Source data
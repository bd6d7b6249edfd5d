//! Keyboard bindings configuration.

use crate::model::key_action::KeyAction;
use crate::model::sorter::{Algorithm, Direction};
use crossterm::event::KeyEvent;
use std::collections::HashMap;

/// Maps keyboard events to domain actions.
///
/// Unmapped keys resolve to `None` and are silently ignored by the
/// dispatcher.
#[derive(Debug, Clone)]
pub struct KeyBindings {
    bindings: HashMap<KeyEvent, KeyAction>,
}

impl KeyBindings {
    /// Look up the action for a key event.
    pub fn get(&self, key: KeyEvent) -> Option<KeyAction> {
        self.bindings.get(&key).copied()
    }
}

impl Default for KeyBindings {
    fn default() -> Self {
        use crossterm::event::{KeyCode, KeyModifiers};

        let mut bindings = HashMap::new();

        // Sequence control
        bindings.insert(
            KeyEvent::new(KeyCode::Char('r'), KeyModifiers::NONE),
            KeyAction::Reset,
        );
        bindings.insert(
            KeyEvent::new(KeyCode::Char(' '), KeyModifiers::NONE),
            KeyAction::StartSort,
        );

        // Direction selection
        bindings.insert(
            KeyEvent::new(KeyCode::Char('a'), KeyModifiers::NONE),
            KeyAction::SetDirection(Direction::Ascending),
        );
        bindings.insert(
            KeyEvent::new(KeyCode::Char('d'), KeyModifiers::NONE),
            KeyAction::SetDirection(Direction::Descending),
        );

        // Algorithm selection
        bindings.insert(
            KeyEvent::new(KeyCode::Char('b'), KeyModifiers::NONE),
            KeyAction::SelectAlgorithm(Algorithm::Bubble),
        );
        bindings.insert(
            KeyEvent::new(KeyCode::Char('i'), KeyModifiers::NONE),
            KeyAction::SelectAlgorithm(Algorithm::Insertion),
        );

        // Application
        bindings.insert(
            KeyEvent::new(KeyCode::Char('?'), KeyModifiers::NONE),
            KeyAction::ToggleHelp,
        );
        bindings.insert(
            KeyEvent::new(KeyCode::Char('?'), KeyModifiers::SHIFT),
            KeyAction::ToggleHelp,
        );
        bindings.insert(
            KeyEvent::new(KeyCode::Char('q'), KeyModifiers::NONE),
            KeyAction::Quit,
        );
        bindings.insert(
            KeyEvent::new(KeyCode::Esc, KeyModifiers::NONE),
            KeyAction::Quit,
        );

        Self { bindings }
    }
}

▶ Exercise details:
Your answer should consist of each line above in which "SelectAlgorithm" appears.

▶ The answer:
            KeyAction::SelectAlgorithm(Algorithm::Bubble),
            KeyAction::SelectAlgorithm(Algorithm::Insertion),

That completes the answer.